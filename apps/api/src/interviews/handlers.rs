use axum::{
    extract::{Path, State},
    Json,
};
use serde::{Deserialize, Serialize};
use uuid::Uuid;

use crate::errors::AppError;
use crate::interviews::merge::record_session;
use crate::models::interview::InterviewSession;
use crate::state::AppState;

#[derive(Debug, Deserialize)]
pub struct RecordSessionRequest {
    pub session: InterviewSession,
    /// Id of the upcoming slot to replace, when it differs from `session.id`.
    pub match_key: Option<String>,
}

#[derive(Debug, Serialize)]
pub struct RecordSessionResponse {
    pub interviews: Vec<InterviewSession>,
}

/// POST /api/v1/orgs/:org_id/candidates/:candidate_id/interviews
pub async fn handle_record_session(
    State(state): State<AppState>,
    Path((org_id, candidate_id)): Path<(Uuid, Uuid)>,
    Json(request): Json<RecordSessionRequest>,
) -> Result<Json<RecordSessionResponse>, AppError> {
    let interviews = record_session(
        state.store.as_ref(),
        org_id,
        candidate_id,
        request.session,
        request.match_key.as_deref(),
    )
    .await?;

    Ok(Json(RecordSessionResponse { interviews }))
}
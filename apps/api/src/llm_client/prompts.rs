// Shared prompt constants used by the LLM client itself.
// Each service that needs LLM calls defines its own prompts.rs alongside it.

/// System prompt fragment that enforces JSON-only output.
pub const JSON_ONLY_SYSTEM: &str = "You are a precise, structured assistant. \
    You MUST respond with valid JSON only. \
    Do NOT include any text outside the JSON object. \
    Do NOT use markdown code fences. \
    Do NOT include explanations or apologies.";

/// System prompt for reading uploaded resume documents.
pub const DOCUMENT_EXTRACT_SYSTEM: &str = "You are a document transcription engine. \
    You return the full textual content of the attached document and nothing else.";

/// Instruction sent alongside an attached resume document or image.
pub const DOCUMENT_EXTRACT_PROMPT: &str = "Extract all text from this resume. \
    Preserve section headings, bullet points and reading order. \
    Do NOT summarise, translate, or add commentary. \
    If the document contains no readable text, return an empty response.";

----

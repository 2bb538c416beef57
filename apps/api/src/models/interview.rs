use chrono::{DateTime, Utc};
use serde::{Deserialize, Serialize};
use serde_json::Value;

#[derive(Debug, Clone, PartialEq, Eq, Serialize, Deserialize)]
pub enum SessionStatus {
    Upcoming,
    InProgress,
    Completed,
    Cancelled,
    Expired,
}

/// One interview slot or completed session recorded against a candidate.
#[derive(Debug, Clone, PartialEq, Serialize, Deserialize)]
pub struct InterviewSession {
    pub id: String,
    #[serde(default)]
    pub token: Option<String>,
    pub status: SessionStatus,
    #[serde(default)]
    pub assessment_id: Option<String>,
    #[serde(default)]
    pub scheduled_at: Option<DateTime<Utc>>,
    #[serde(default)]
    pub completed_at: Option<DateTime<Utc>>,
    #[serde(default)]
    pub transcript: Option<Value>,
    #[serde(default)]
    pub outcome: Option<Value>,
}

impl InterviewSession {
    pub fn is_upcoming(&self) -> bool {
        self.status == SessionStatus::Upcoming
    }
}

----

What you give back should be exactly the lines of the data above from the line with "filename apps/api/src/interviews/handlers.rs" through the line with "uploaded resume documents.", both of those included, and nothing more.

filename apps/api/src/interviews/handlers.rs
use axum::{
    extract::{Path, State},
    Json,
};
use serde::{Deserialize, Serialize};
use uuid::Uuid;

use crate::errors::AppError;
use crate::interviews::merge::record_session;
use crate::models::interview::InterviewSession;
use crate::state::AppState;

#[derive(Debug, Deserialize)]
pub struct RecordSessionRequest {
    pub session: InterviewSession,
    /// Id of the upcoming slot to replace, when it differs from `session.id`.
    pub match_key: Option<String>,
}

#[derive(Debug, Serialize)]
pub struct RecordSessionResponse {
    pub interviews: Vec<InterviewSession>,
}

/// POST /api/v1/orgs/:org_id/candidates/:candidate_id/interviews
pub async fn handle_record_session(
    State(state): State<AppState>,
    Path((org_id, candidate_id)): Path<(Uuid, Uuid)>,
    Json(request): Json<RecordSessionRequest>,
) -> Result<Json<RecordSessionResponse>, AppError> {
    let interviews = record_session(
        state.store.as_ref(),
        org_id,
        candidate_id,
        request.session,
        request.match_key.as_deref(),
    )
    .await?;

    Ok(Json(RecordSessionResponse { interviews }))
}
filename apps/api/src/llm_client/prompts.rs
// Shared prompt constants used by the LLM client itself.
// Each service that needs LLM calls defines its own prompts.rs alongside it.

/// System prompt fragment that enforces JSON-only output.
pub const JSON_ONLY_SYSTEM: &str = "You are a precise, structured assistant. \
    You MUST respond with valid JSON only. \
    Do NOT include any text outside the JSON object. \
    Do NOT use markdown code fences. \
    Do NOT include explanations or apologies.";

/// System prompt for reading uploaded resume documents.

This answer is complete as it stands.